Supplement for Beyond Mapping column, Joseph K. Berry, April, 1999
Representing Spatial Patterns and Relationships
In Peter Burrough's book (Principles of Geographical Information Systems for Land Resource Assessment, 1986; an old standby for GIS'ers) there is particularly appropriate passage on page 139. It points out the Zones/Surfaces considerations have been with us for decades and GIS'ers have long used data-based procedures to "test" the validity of choropleth maps for representing diffuse phenomena...

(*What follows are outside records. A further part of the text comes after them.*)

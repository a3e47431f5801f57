//! Braid event-creation engine
//!
//! Decides when this node should create a new gossip event and which peer
//! tip to build on. The engine is single-writer: one logical task feeds it
//! registered events and creation-cycle ticks; everything it owns is plain
//! mutable state behind that task.
//!
//! The pieces, bottom up:
//!
//! - [`tipset_tracker::TipsetTracker`]: tipset per known event, windowed
//!   by the minimum non-ancient generation
//! - [`childless_tracker::ChildlessEventTracker`]: the current tips,
//!   i.e. the other-parent candidates
//! - [`score::TipsetScoreCalculator`]: weighted progress scoring and the
//!   fairness (bully) heuristic
//! - [`creator::TipsetEventCreator`]: the decision engine itself
//! - [`rules`]: go/no-go gate consulted before each creation cycle

pub mod childless_tracker;
pub mod creator;
pub mod pool;
pub mod rules;
pub mod score;
pub mod time;
pub mod tipset_tracker;

pub use childless_tracker::ChildlessEventTracker;
pub use creator::{EventCreationConfig, EventSigner, TipsetEventCreator};
pub use pool::{PendingTransactionQueue, TransactionPool};
pub use rules::{
    AggregateCreationRule, CreationRule, IntakeBackpressureRule, MaxCreationRateRule,
    PlatformStatus, PlatformStatusHandle, PlatformStatusRule, ReconnectSafetyRule,
    StartupFreezeRule,
};
pub use score::TipsetScoreCalculator;
pub use time::{ManualTimeSource, SystemTimeSource, TimeSource};
pub use tipset_tracker::TipsetTracker;

/// Common imports for engine consumers
pub mod prelude {
    pub use crate::creator::{EventCreationConfig, EventSigner, TipsetEventCreator};
    pub use crate::pool::{PendingTransactionQueue, TransactionPool};
    pub use crate::rules::{AggregateCreationRule, CreationRule, PlatformStatus};
    pub use crate::time::{SystemTimeSource, TimeSource};
    pub use braid_core::prelude::*;
}
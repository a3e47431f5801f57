//! Weighted consensus-progress scoring
//!
//! The calculator owns this node's notion of progress: a snapshot tipset
//! holding the last supermajority-confirmed position, a bounded history of
//! past snapshots, and the score not yet locked in by a supermajority.
//!
//! The snapshot history also drives the fairness heuristic: walking it
//! newest-to-oldest reveals how many consecutive snapshots failed to
//! incorporate a given peer's events (that peer's "bully score").

use crate::tipset_tracker::TipsetTracker;
use braid_core::error::{BraidError, Result};
use braid_core::event::EventFingerprint;
use braid_core::roster::Roster;
use braid_core::tipset::Tipset;
use braid_core::types::{NodeId, Weight};
use std::collections::VecDeque;
use std::sync::Arc;

/// State machine over (snapshot, history, previous score). Mutated only by
/// `add_event_and_get_advancement_score`, called exactly once per event this
/// node creates.
#[derive(Debug)]
pub struct TipsetScoreCalculator {
    self_id: NodeId,
    roster: Arc<Roster>,
    snapshot: Tipset,
    /// Past snapshots, oldest first; always contains the current snapshot
    /// as its newest element
    snapshot_history: VecDeque<Tipset>,
    history_capacity: usize,
    /// Progress not yet confirmed by a supermajority
    previous_score: Weight,
    maximum_possible_score: Weight,
}

impl TipsetScoreCalculator {
    pub fn new(self_id: NodeId, roster: Arc<Roster>, history_capacity: usize) -> Self {
        let history_capacity = history_capacity.max(1);
        let snapshot = Tipset::new();
        let mut snapshot_history = VecDeque::with_capacity(history_capacity + 1);
        snapshot_history.push_back(snapshot.clone());

        let maximum_possible_score = roster.total_weight() - roster.weight_of(&self_id);

        Self {
            self_id,
            roster,
            snapshot,
            snapshot_history,
            history_capacity,
            previous_score: 0,
            maximum_possible_score,
        }
    }

    /// The total weight of everyone else: a node's own advancement is
    /// structurally excluded from its score.
    pub fn maximum_possible_score(&self) -> Weight {
        self.maximum_possible_score
    }

    pub fn previous_score(&self) -> Weight {
        self.previous_score
    }

    pub fn snapshot(&self) -> &Tipset {
        &self.snapshot
    }

    /// Unconfirmed progress as a fraction of the maximum possible score
    pub fn score_ratio(&self) -> f64 {
        if self.maximum_possible_score == 0 {
            0.0
        } else {
            self.previous_score as f64 / self.maximum_possible_score as f64
        }
    }

    /// Record a new self event and report how much closer it moved this node
    /// to a supermajority.
    ///
    /// If the event's score plus the node's own weight forms a strict
    /// supermajority of the total weight, the event's tipset becomes the new
    /// snapshot and the unconfirmed score resets. Returns the score gained
    /// relative to the previous call.
    pub fn add_event_and_get_advancement_score(
        &mut self,
        event: &EventFingerprint,
        event_tipset: &Tipset,
    ) -> Result<Weight> {
        if event.creator != self.self_id {
            tracing::error!(creator = %event.creator, "scored an event created by another node");
            return Err(BraidError::NotSelfEvent(event.creator));
        }

        let score = self
            .snapshot
            .weighted_advancement(&self.self_id, event_tipset, &self.roster);
        if score > self.maximum_possible_score {
            tracing::error!(
                score,
                maximum = self.maximum_possible_score,
                "advancement score exceeds theoretical maximum"
            );
            return Err(BraidError::ScoreExceedsMaximum {
                score,
                maximum: self.maximum_possible_score,
            });
        }

        let improvement = score.saturating_sub(self.previous_score);

        let self_weight = self.roster.weight_of(&self.self_id);
        if self.roster.is_strict_supermajority(score + self_weight) {
            self.snapshot = event_tipset.clone();
            self.snapshot_history.push_back(self.snapshot.clone());
            if self.snapshot_history.len() > self.history_capacity {
                self.snapshot_history.pop_front();
            }
            self.previous_score = 0;
        } else {
            self.previous_score = score;
        }

        Ok(improvement)
    }

    /// Score a hypothetical event with the given other-parent candidates,
    /// without committing to them. Only the candidates' tipsets are merged;
    /// the node's own next generation is deliberately not included.
    pub fn theoretical_advancement_score(
        &self,
        parents: &[EventFingerprint],
        tracker: &TipsetTracker,
    ) -> Weight {
        let parent_tipsets: Vec<&Tipset> = parents
            .iter()
            .filter_map(|parent| tracker.get_tipset(&parent.hash))
            .collect();
        let merged = Tipset::merge(parent_tipsets);
        self.snapshot
            .weighted_advancement(&self.self_id, &merged, &self.roster)
    }

    /// How many consecutive snapshots, newest to oldest, failed to advance
    /// using this creator's events even though unused events were available.
    ///
    /// `latest_generations` is the tracker's record of the newest generation
    /// actually seen from each creator.
    pub fn bully_score_for(&self, node: &NodeId, latest_generations: &Tipset) -> u64 {
        let latest = latest_generations.tip(node);
        let mut score = 0u64;

        let mut iter = self.snapshot_history.iter().rev();
        let Some(mut newer) = iter.next() else {
            return 0;
        };
        for older in iter {
            let older_tip = older.tip(node);
            if older_tip == latest {
                // Every available event from this creator was already used
                break;
            }
            if newer.tip(node) > older_tip {
                // Our ancestry advanced using this creator's events
                break;
            }
            score += 1;
            newer = older;
        }
        score
    }

    /// The node's overall bully score: the maximum over all roster members.
    /// A high value means this node keeps failing to fold some peer's
    /// events into its own ancestry.
    pub fn max_bully_score(&self, latest_generations: &Tipset) -> u64 {
        self.roster
            .iter()
            .map(|entry| self.bully_score_for(&entry.node_id, latest_generations))
            .max()
            .unwrap_or(0)
    }
}
//! Core identifier types for Braid
//!
//! Every event and node in the gossip graph is identified by a 256-bit
//! BLAKE3 digest. Identifiers are small `Copy` types so they can flow
//! freely through the tracking structures.

use serde::{Deserialize, Serialize};
use std::fmt;

/// NodeId - Unique identifier for network nodes
///
/// Derived from a BLAKE3 hash of the node's public key.
#[derive(Clone, Copy, PartialEq, Eq, Hash, PartialOrd, Ord, Serialize, Deserialize)]
pub struct NodeId {
    id: [u8; 32],
}

impl NodeId {
    pub fn new(id: [u8; 32]) -> Self {
        Self { id }
    }

    pub fn from_public_key(public_key: &[u8]) -> Self {
        let hash = blake3::hash(public_key);
        Self {
            id: *hash.as_bytes(),
        }
    }

    pub fn as_bytes(&self) -> &[u8; 32] {
        &self.id
    }

    pub fn to_hex(&self) -> String {
        hex::encode(self.id)
    }
}

impl fmt::Debug for NodeId {
    fn fmt(&self, f: &mut fmt::Formatter<'_>) -> fmt::Result {
        write!(f, "NodeId({})", &self.to_hex()[..12])
    }
}

impl fmt::Display for NodeId {
    fn fmt(&self, f: &mut fmt::Formatter<'_>) -> fmt::Result {
        write!(f, "{}", &self.to_hex()[..12])
    }
}

/// EventHash - Unique identifier for gossip events
///
/// A 256-bit BLAKE3 digest over the unsigned event body. The digest covers
/// the creator, generation, parents, creation time, and transactions, so it
/// is the sole identity of an event.
#[derive(Clone, Copy, PartialEq, Eq, Hash, Default, Serialize, Deserialize)]
pub struct EventHash {
    hash: [u8; 32],
}

impl EventHash {
    pub fn new(hash: [u8; 32]) -> Self {
        Self { hash }
    }

    /// Hash arbitrary content with BLAKE3
    pub fn from_content(content: &[u8]) -> Self {
        let hash = blake3::hash(content);
        Self {
            hash: *hash.as_bytes(),
        }
    }

    pub fn as_bytes(&self) -> &[u8; 32] {
        &self.hash
    }

    pub fn to_hex(&self) -> String {
        hex::encode(self.hash)
    }

    /// Zero hash (never produced by hashing)
    pub const ZERO: Self = Self { hash: [0u8; 32] };
}

impl fmt::Debug for EventHash {
    fn fmt(&self, f: &mut fmt::Formatter<'_>) -> fmt::Result {
        write!(f, "EventHash({})", &self.to_hex()[..16])
    }
}

impl fmt::Display for EventHash {
    fn fmt(&self, f: &mut fmt::Formatter<'_>) -> fmt::Result {
        write!(f, "{}", &self.to_hex()[..16])
    }
}

/// Generation of an event: one more than the maximum generation of its
/// parents, zero for an event with no parents.
pub type Generation = u64;

/// Consensus weight held by a node.
pub type Weight = u64;

/// System constants
pub mod constants {
    use super::Generation;

    /// Generation assigned to an event with no parents
    pub const FIRST_GENERATION: Generation = 0;

    /// Default number of progress snapshots retained for fairness scoring
    pub const DEFAULT_SNAPSHOT_HISTORY_SIZE: usize = 10;

    /// Default divisor applied to the bully score when computing the
    /// probability of taking the bully-relief creation path
    pub const DEFAULT_ANTI_BULLYING_FACTOR: f64 = 10.0;

    /// Lowest permitted anti-bullying factor
    pub const MINIMUM_ANTI_BULLYING_FACTOR: f64 = 1.0;
}

#[cfg(test)]
mod tests {
    use super::*;

    #[test]
    fn test_event_hash_creation() {
        let hash = EventHash::from_content(b"test content");

        assert_ne!(hash, EventHash::ZERO);
        assert_eq!(hash.as_bytes().len(), 32);

        // Deterministic
        assert_eq!(hash, EventHash::from_content(b"test content"));
        assert_ne!(hash, EventHash::from_content(b"other content"));
    }

    #[test]
    fn test_node_id_from_public_key() {
        let node_id = NodeId::from_public_key(&[7u8; 32]);

        assert_eq!(node_id.as_bytes().len(), 32);
        assert_ne!(node_id, NodeId::from_public_key(&[8u8; 32]));
    }

    #[test]
    fn test_display_is_truncated_hex() {
        let node_id = NodeId::new([0xab; 32]);
        assert_eq!(format!("{}", node_id), "abababababab");
    }
}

"The choropleth map (read Zones;
discretely partitioned objects) is the visible result of cutting the data set
(read Surface; continuously mapped data) by a number of horizontal planes, the
positions of which are set by the class boundaries. As Evans (1977) and Jenks
and Caspall (1971) have rightly pointed out, the map
maker has an enormous range of possibilities to choose from in order to produce
the map he thinks is required. Jenks and Caspall
calculated that for a data set of 102 values of gross farm products for the
state of Ohio, 101 different two-class choropleth maps could be
made, 5050 three-class maps, 166,650 four-class, 4,082,925 five-class,
79,208,745 six-class and 12,677,339,920 seven-class maps! These numbers do not
include maps based on the properties of the frequency distribution, such as
means and standard deviations. There is clearly 'an opportunity for the
map-author to select a map which suits a known or unknown bias' (Jenks and Caspall 1971, p. 222); 'a skilled cartographer can
manipulate his map like a musician does his instrument, bringing out the
quality he wants' (Schultz 1961).
"Many thematic maps are used as data sources for geographical information systems; they are not just the products of data analysis and classification. The knowledge that these maps can be so easily manipulated must warn us about the dangers of attempting to do cleaver manipulations with pre-digested data. It is always best where possible to enter the original data into a GIS, or at least to reject all sources of classified data that are not supported by reliable information about within-class means and deviations."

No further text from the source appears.